Your goal: For the word "insert", return each line of the data in which it occurs.

Material for this exercise:
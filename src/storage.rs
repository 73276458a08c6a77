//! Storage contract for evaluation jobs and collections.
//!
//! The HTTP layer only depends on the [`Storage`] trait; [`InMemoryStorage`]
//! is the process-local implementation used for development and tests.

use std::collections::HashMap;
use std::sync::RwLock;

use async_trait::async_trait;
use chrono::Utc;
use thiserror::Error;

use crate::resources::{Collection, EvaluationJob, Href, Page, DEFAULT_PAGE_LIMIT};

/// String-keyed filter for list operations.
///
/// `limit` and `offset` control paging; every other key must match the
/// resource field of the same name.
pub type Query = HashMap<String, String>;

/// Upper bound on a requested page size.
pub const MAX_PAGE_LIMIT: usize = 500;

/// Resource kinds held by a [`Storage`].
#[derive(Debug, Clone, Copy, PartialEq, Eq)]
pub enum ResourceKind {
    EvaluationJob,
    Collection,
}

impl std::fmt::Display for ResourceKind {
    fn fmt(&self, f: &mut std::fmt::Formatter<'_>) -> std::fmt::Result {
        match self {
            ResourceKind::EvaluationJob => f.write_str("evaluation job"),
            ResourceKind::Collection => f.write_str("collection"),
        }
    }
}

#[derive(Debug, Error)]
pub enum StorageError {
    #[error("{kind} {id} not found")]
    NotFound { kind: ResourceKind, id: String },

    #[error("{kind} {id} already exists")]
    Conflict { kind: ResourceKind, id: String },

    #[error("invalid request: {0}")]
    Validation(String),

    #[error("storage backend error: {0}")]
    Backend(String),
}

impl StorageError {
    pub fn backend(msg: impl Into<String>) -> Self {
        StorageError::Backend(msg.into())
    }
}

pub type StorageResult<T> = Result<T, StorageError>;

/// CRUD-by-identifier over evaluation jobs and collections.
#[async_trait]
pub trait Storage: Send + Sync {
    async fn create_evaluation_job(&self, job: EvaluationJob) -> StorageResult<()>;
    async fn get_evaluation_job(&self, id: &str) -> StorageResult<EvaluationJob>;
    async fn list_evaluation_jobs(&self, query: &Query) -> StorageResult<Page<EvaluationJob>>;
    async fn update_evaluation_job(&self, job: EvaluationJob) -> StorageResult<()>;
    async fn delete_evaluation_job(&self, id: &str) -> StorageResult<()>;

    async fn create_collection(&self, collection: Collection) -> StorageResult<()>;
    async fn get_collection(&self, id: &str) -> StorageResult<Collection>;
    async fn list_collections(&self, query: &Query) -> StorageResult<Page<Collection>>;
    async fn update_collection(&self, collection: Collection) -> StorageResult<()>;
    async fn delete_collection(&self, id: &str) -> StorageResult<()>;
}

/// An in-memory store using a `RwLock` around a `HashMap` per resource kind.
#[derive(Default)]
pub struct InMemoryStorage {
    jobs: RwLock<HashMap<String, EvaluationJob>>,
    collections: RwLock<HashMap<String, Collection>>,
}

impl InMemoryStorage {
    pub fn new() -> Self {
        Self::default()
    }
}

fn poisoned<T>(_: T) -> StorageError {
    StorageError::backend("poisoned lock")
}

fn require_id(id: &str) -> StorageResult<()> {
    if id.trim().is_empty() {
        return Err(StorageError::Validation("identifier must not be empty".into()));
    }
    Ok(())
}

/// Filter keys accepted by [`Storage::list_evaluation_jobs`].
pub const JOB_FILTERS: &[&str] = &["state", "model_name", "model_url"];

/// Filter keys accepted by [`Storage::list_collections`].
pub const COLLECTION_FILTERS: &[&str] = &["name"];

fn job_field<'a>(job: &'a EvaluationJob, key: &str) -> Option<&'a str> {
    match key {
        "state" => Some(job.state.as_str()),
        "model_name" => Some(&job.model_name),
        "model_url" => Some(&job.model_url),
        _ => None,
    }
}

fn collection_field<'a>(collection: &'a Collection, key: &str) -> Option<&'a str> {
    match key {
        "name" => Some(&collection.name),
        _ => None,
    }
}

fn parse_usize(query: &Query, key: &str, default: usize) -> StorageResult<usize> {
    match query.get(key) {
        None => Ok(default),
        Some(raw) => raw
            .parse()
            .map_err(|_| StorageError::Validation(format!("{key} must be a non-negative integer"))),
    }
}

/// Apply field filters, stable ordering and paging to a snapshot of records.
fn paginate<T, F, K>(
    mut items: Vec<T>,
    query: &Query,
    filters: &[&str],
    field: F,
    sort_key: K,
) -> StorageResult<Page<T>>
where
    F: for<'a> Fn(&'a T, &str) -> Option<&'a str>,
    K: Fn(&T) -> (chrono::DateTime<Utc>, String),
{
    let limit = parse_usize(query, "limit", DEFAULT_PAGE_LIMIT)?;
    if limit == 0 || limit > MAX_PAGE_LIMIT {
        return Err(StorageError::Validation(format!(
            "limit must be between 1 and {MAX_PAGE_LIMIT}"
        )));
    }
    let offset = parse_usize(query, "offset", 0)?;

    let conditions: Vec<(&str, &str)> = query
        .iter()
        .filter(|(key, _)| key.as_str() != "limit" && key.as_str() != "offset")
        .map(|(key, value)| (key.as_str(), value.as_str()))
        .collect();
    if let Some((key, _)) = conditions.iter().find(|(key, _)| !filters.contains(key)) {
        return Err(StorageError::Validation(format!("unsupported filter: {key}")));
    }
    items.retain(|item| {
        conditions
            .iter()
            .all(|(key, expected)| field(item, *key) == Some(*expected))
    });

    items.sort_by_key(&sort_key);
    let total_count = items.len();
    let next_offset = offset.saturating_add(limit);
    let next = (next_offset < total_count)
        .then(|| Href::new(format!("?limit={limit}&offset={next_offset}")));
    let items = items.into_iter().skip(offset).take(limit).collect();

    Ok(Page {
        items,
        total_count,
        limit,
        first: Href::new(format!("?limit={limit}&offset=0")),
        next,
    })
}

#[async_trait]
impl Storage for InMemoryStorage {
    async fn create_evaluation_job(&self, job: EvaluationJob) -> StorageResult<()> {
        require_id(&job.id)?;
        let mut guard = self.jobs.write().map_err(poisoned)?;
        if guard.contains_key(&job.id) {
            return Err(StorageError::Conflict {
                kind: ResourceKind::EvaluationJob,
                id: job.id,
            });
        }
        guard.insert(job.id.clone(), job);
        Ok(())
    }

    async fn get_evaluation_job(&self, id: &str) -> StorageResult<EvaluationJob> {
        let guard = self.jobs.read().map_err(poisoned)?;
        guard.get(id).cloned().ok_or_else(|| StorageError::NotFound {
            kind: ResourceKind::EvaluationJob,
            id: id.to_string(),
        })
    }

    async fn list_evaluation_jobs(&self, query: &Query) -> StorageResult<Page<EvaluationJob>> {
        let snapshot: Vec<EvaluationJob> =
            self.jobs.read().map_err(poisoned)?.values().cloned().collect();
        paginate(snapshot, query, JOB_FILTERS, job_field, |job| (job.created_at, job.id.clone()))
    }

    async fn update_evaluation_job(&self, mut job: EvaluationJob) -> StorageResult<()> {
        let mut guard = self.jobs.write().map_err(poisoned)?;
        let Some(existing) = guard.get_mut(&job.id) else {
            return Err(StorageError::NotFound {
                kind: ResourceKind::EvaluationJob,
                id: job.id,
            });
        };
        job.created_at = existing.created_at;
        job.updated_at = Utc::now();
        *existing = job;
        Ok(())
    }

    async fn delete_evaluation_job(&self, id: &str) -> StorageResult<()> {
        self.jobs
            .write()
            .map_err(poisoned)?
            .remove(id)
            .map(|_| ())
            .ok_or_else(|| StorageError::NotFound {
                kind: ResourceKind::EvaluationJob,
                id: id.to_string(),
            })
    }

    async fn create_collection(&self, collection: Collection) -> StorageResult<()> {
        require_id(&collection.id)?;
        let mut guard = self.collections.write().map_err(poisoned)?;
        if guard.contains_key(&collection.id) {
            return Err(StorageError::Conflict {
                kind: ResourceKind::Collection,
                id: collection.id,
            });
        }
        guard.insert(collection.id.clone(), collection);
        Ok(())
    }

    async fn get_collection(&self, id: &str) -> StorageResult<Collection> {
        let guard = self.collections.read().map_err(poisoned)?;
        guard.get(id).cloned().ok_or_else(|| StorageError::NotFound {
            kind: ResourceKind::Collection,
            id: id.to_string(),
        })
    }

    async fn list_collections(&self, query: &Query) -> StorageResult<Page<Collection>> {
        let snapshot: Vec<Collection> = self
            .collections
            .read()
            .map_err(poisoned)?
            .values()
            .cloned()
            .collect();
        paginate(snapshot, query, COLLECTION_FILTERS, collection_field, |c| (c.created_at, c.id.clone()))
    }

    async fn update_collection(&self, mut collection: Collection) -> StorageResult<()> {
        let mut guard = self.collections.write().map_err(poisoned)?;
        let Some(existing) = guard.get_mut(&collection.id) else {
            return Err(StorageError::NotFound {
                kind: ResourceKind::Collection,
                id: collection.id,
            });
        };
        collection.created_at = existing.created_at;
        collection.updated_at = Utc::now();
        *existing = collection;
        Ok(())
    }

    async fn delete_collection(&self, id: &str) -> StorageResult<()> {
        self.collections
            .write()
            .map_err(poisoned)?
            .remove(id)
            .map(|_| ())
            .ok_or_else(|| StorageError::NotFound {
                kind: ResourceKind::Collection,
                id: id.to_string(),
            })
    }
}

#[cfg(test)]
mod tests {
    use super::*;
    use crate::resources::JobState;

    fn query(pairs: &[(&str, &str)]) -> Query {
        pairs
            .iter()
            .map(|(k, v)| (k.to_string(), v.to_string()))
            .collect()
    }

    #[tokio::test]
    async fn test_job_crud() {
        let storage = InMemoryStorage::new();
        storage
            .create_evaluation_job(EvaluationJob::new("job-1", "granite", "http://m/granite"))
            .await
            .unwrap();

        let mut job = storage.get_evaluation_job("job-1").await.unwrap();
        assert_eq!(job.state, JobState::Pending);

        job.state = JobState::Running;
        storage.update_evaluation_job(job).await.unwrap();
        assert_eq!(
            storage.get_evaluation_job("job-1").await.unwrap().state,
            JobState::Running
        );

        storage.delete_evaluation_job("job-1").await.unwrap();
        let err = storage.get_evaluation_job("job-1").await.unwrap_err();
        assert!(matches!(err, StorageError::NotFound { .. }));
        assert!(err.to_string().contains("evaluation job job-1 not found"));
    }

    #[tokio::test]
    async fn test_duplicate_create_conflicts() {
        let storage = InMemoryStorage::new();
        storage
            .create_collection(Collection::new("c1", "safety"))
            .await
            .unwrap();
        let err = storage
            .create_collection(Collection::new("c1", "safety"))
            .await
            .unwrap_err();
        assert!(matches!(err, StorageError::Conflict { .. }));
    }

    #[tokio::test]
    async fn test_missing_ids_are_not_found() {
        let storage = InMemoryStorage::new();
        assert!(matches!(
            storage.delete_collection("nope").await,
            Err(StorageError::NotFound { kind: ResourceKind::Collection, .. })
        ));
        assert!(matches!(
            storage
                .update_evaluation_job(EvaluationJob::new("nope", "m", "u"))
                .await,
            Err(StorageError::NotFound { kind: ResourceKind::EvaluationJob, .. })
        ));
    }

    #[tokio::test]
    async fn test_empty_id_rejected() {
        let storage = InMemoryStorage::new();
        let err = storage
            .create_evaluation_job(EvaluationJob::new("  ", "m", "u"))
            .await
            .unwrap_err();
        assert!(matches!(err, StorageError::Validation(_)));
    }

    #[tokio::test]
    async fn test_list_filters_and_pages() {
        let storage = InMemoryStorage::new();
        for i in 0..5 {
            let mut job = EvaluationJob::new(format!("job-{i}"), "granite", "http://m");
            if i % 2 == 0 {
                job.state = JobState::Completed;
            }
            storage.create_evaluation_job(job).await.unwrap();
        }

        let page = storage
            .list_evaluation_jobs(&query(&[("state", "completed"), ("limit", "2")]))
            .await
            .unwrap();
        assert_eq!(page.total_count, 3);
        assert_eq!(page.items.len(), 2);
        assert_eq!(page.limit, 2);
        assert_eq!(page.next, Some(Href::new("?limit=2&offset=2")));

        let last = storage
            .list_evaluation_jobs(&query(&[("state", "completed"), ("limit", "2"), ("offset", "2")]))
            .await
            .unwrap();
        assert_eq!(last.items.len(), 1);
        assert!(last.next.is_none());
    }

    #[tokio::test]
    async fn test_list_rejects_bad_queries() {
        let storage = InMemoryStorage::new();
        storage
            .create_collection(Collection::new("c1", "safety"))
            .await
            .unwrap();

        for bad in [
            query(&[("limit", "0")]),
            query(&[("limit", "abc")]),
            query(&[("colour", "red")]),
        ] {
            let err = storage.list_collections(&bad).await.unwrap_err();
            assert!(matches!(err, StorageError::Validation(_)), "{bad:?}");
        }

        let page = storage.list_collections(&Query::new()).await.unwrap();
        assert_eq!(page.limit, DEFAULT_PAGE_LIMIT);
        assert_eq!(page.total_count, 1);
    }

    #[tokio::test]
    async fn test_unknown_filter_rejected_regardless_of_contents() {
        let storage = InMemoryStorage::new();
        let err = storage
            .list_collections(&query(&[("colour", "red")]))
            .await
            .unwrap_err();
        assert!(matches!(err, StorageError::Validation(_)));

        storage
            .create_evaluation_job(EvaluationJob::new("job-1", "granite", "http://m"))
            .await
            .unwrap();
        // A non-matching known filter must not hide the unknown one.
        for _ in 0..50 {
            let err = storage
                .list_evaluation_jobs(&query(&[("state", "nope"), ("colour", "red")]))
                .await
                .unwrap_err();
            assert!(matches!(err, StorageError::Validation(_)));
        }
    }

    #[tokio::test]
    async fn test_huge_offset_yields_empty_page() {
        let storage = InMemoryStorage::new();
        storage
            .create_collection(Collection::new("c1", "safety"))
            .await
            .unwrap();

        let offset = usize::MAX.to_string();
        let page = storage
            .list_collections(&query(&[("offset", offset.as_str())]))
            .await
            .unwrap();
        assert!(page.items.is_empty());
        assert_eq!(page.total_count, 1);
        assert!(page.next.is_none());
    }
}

Solution to this problem:
        guard.insert(job.id.clone(), job);
        guard.insert(collection.id.clone(), collection);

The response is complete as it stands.